Daha önceki Anayasa’larda devlet ormanları devletçe yönetilir ve işletilirken, hazırlanan Anayasa taslağında buraların işlettirilebileceği de görülmektedir. Bununla ormanlarımız yerli ve yabancı özel sektör faaliyetine açılmış olmaktadır. Ülkemizde yaşanan diğer özelleştirmelerin zamanla yabancılaşma hareketine dönüştüğü ve bu ülkede yaşayan bizlere hiçbir fayda sağlamadığı, tersine zarara uğrattığı unutulmamalıdır. “İşlettirir” ibaresi taslaktan çıkartılmalıdır.

Ormanlar kendi kendilerine orman niteliklerini kaybetmeye devam ediyor

Kamuoyunda 2B arazileri olarak bilinen gerek mevcut gerekse taslak Anayasa’da “ilim ve fen bakımından orman niteliğini tam olarak kaybetmiş alanlar” tabiri değiştirilmeli “kaybettirilmiş alanlar” olarak artık değiştirilmelidir. Ormanın kendi kendine orman niteliğini kaybetmediğini, bu niteliğin işgalciler tarafından kaybettirildiğini artık ilkokul çocukları dahi bilmektedir. Buna yol açan kişilere bu araziler satılmak yerine cezalandırılmaları gerekmektedir. Yine bu konuyla ilgili olarak oluşturulmuş bulunan milat Anayasa değişikliklerine kadar sürekli ilerletilmektedir. Daha önce 31.12.1981 olan tarih bu taslakta 23.07.2007 olarak revize edilmiştir. Bu tarihleri revize etmek 2B alanlarını artırmakta ve ormanlar her nedense kendi kendilerine orman niteliklerini hızla kaybetmektedirler! 1981’den bu yana bu araziler 3,5 milyon dekara genişlemiştir. Bu tarih tamamıyla kaldırılmalıdır. Aksi halde orman arazileri daralmaya devam edecektir.

Sonuç olarak

Ülkesini pazarlamakla görevli olduğunu beyan eden, ABD’li şirketleri ülkemizdeki fırsatlardan yararlanmaya davet eden, gerçek üretici köylüye hakaret eden AKP iktidarı artık tavrını ortaya daha açık koymakta ve hazırlamakta olduğu Anayasa taslağına ne tarımın geliştirilmesini ne de çiftçinin-köylünün korunmasını koymaktadır. İşin ilginç yanı ise iktidarı döneminde sürekli tarım ve köylü aleyhine politikalar uyguladığı halde 2007 bütçesine koyduğu 5 milyar 250 milyon YTL tarım desteğinin 5 milyar 118 milyon YTL’sini 22 Temmuz seçimlerinden önce dağıtan AKP köylünün büyük bölümünün oylarını yine topladı. Ancak, Başbakan’ın hayvancılığa ayrıldığını ifade ettiği 750 milyon YTL’lik destek ise ortada yok.

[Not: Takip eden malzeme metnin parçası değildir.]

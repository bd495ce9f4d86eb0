//! In-memory broker doubles shared by the pipeline tests

#![allow(dead_code)]

use async_trait::async_trait;
use bytes::Bytes;
use cdr_amqp_core::{
    traits::{BrokerConnection, ConnectionManager, PublishProperties},
    AppError, AppResult,
};
use config::{Config, File, FileFormat};
use parking_lot::Mutex;
use std::collections::HashSet;
use std::sync::atomic::{AtomicBool, AtomicUsize, Ordering};
use std::sync::Arc;

/// One publish as seen by the broker
#[derive(Debug, Clone)]
pub struct Published {
    pub connection: String,
    pub exchange: String,
    pub routing_key: String,
    pub properties: PublishProperties,
    pub body: serde_json::Value,
}

/// Broker shared by every connection handed out by [`FakeManager`]
#[derive(Default)]
pub struct FakeBroker {
    published: Mutex<Vec<Published>>,
    failing: AtomicBool,
    down: AtomicBool,
}

impl FakeBroker {
    pub fn published(&self) -> Vec<Published> {
        self.published.lock().clone()
    }

    pub fn set_failing(&self, failing: bool) {
        self.failing.store(failing, Ordering::SeqCst);
    }

    /// Mark connections handed out so far as lost
    pub fn set_down(&self, down: bool) {
        self.down.store(down, Ordering::SeqCst);
    }
}

pub struct FakeConnection {
    name: String,
    broker: Arc<FakeBroker>,
}

#[async_trait]
impl BrokerConnection for FakeConnection {
    fn name(&self) -> &str {
        &self.name
    }

    fn is_connected(&self) -> bool {
        !self.broker.down.load(Ordering::SeqCst)
    }

    async fn publish(
        &self,
        exchange: &str,
        routing_key: &str,
        properties: &PublishProperties,
        body: Bytes,
    ) -> AppResult<()> {
        if self.broker.failing.load(Ordering::SeqCst) {
            return Err(AppError::Publish("channel closed by broker".to_string()));
        }

        let body = serde_json::from_slice(&body)?;
        self.broker.published.lock().push(Published {
            connection: self.name.clone(),
            exchange: exchange.to_string(),
            routing_key: routing_key.to_string(),
            properties: properties.clone(),
            body,
        });
        Ok(())
    }
}

/// Connection manager with a fixed set of resolvable profiles
pub struct FakeManager {
    pub broker: Arc<FakeBroker>,
    profiles: Mutex<HashSet<String>>,
    lookups: AtomicUsize,
}

impl FakeManager {
    pub fn new(profiles: &[&str]) -> Arc<Self> {
        Arc::new(Self {
            broker: Arc::new(FakeBroker::default()),
            profiles: Mutex::new(profiles.iter().map(|p| p.to_string()).collect()),
            lookups: AtomicUsize::new(0),
        })
    }

    pub fn remove_profile(&self, name: &str) {
        self.profiles.lock().remove(name);
    }

    pub fn lookups(&self) -> usize {
        self.lookups.load(Ordering::SeqCst)
    }
}

#[async_trait]
impl ConnectionManager for FakeManager {
    async fn get_connection(&self, name: &str) -> AppResult<Arc<dyn BrokerConnection>> {
        self.lookups.fetch_add(1, Ordering::SeqCst);

        if !self.profiles.lock().contains(name) {
            return Err(AppError::bind(name, "unknown connection profile"));
        }

        Ok(Arc::new(FakeConnection {
            name: name.to_string(),
            broker: self.broker.clone(),
        }))
    }
}

/// Raw configuration tree from INI text
pub fn raw_config(ini: &str) -> Config {
    Config::builder()
        .add_source(File::from_str(ini, FileFormat::Ini))
        .build()
        .expect("valid INI")
}
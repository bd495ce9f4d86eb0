//! Common traits for the broker seam and the CDR callback
//!
//! The backend never talks to a broker directly. It resolves named
//! connections through a [`ConnectionManager`] and publishes through the
//! returned [`BrokerConnection`]; reconnects, channel management and
//! timeouts belong to the implementation behind these traits.

use crate::models::CdrRecord;
use crate::AppResult;
use async_trait::async_trait;
use bytes::Bytes;
use std::sync::Arc;

/// Media type of published CDR payloads
pub const CONTENT_TYPE_JSON: &str = "application/json";

/// AMQP delivery mode
#[derive(Debug, Clone, Copy, PartialEq, Eq)]
pub enum DeliveryMode {
    Transient,
    Persistent,
}

impl DeliveryMode {
    /// Wire value of the `delivery-mode` basic property
    pub fn as_u8(&self) -> u8 {
        match self {
            DeliveryMode::Transient => 1,
            DeliveryMode::Persistent => 2,
        }
    }
}

/// Properties and flags attached to a single publish
#[derive(Debug, Clone, PartialEq, Eq)]
pub struct PublishProperties {
    pub content_type: &'static str,
    pub delivery_mode: DeliveryMode,
    /// Return the message if it cannot be routed to a queue
    pub mandatory: bool,
    /// Return the message if no consumer can take it immediately
    pub immediate: bool,
}

impl PublishProperties {
    /// Properties used for every CDR: persistent JSON, queued even without consumers
    pub fn persistent_json() -> Self {
        Self {
            content_type: CONTENT_TYPE_JSON,
            delivery_mode: DeliveryMode::Persistent,
            mandatory: false,
            immediate: false,
        }
    }
}

/// A live, shareable broker connection handle
///
/// Handles are shared by every publish that reads the same configuration
/// snapshot, so implementations must tolerate concurrent calls.
#[async_trait]
pub trait BrokerConnection: Send + Sync {
    /// Name of the profile this handle was resolved from
    fn name(&self) -> &str;

    /// Whether the handle can still reach its broker
    fn is_connected(&self) -> bool {
        true
    }

    /// Publish `body` to `exchange` with `routing_key`
    async fn publish(
        &self,
        exchange: &str,
        routing_key: &str,
        properties: &PublishProperties,
        body: Bytes,
    ) -> AppResult<()>;
}

/// Resolves connection profile names to live handles
#[async_trait]
pub trait ConnectionManager: Send + Sync {
    /// Get a handle for the named connection profile
    async fn get_connection(&self, name: &str) -> AppResult<Arc<dyn BrokerConnection>>;
}

/// A CDR backend as registered with the CDR subsystem
#[async_trait]
pub trait CdrBackend: Send + Sync {
    /// Backend name used at registration
    fn name(&self) -> &'static str;

    /// Human readable description
    fn description(&self) -> &'static str;

    /// Log one completed call
    async fn log(&self, record: &CdrRecord) -> AppResult<()>;

    /// Log one completed call and report the callback status (`0` or `-1`)
    async fn log_status(&self, record: &CdrRecord) -> i32 {
        match self.log(record).await {
            Ok(()) => 0,
            Err(_) => -1,
        }
    }
}
//! Unified error handling for the AMQP CDR backend
//!
//! Every failure in the publication pipeline is one of a small set of classes.
//! Each is terminal for the operation that raised it (one CDR, one reload)
//! and none is retried inside the backend.

use thiserror::Error;

/// Main application error type
#[derive(Error, Debug)]
pub enum AppError {
    // ==================== Configuration Errors ====================
    /// The `global` section is missing or malformed
    #[error("Validation error: {0}")]
    Validation(String),

    /// The configuration sources could not be read or merged
    #[error("Configuration error: {0}")]
    Config(String),

    // ==================== Broker Errors ====================
    /// A connection profile could not be resolved to a live handle
    #[error("Could not get AMQP connection '{connection}': {reason}")]
    Bind { connection: String, reason: String },

    /// The broker rejected the message or the connection is unusable
    #[error("Error publishing CDR to AMQP: {0}")]
    Publish(String),

    /// Publish was attempted before any configuration was loaded
    #[error("AMQP CDR backend is not configured")]
    NotConfigured,

    // ==================== Payload Errors ====================
    #[error("Serialization error: {0}")]
    Serialization(String),
}

impl AppError {
    /// Shorthand for a bind failure on `connection`
    pub fn bind(connection: impl Into<String>, reason: impl Into<String>) -> Self {
        AppError::Bind {
            connection: connection.into(),
            reason: reason.into(),
        }
    }

    /// Returns a stable error code for logs and status reporting
    pub fn error_code(&self) -> &'static str {
        match self {
            AppError::Validation(_) => "validation_error",
            AppError::Config(_) => "config_error",
            AppError::Bind { .. } => "bind_error",
            AppError::Publish(_) => "publish_error",
            AppError::NotConfigured => "not_configured",
            AppError::Serialization(_) => "serialization_error",
        }
    }
}

// ==================== From implementations ====================

impl From<serde_json::Error> for AppError {
    fn from(err: serde_json::Error) -> Self {
        AppError::Serialization(err.to_string())
    }
}

impl From<config::ConfigError> for AppError {
    fn from(err: config::ConfigError) -> Self {
        AppError::Config(err.to_string())
    }
}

Çiftçi-köylü, örgütlülüklerini aktif hale getirerek ve onun itici gücü olarak siyasi iktidar üzerinde kendinden yana politikalar uygulanması konusunda baskı unsuru uygulamadıkça, en önemlisi olarak da kendinden yana politikalar uygulayacak siyasi iktidarları seçmedikçe yok olmaya mahkumdur.

Yeni Anayasa taslağında kendine yer bulamayan köylü hala sükunetini korumaktadır, tıpkı kendine kamu hizmeti sunmakla görevli Tarım Bakanlığı’nın 1984 yılında yeniden yapılandırılma adı altında işlevsizleştirilmesi ve Köy Hizmetleri’nin 1996 yılından itibaren önce işlevsizleştirilmesi ve sonra da 2005 yılında kapatılmasında olduğu gibi.

Hazırlanan Anayasa taslağı Türkiye’nin uygulamaya koyduğu neoliberal politikalara Anayasal uyumun sağlanmasının tamamlanmasından öte bir çalışma değildir. Yapılan, her alanda zaten fiili olarak başlatılmış ve Anayasa ile çelişen durumların ortadan kaldırılması amacıyla Anayasa’mızın neoliberal politikalara uyarlanması çalışmasıdır. Sosyal devlet ilkesine son vermenin önemli bir adımıdır.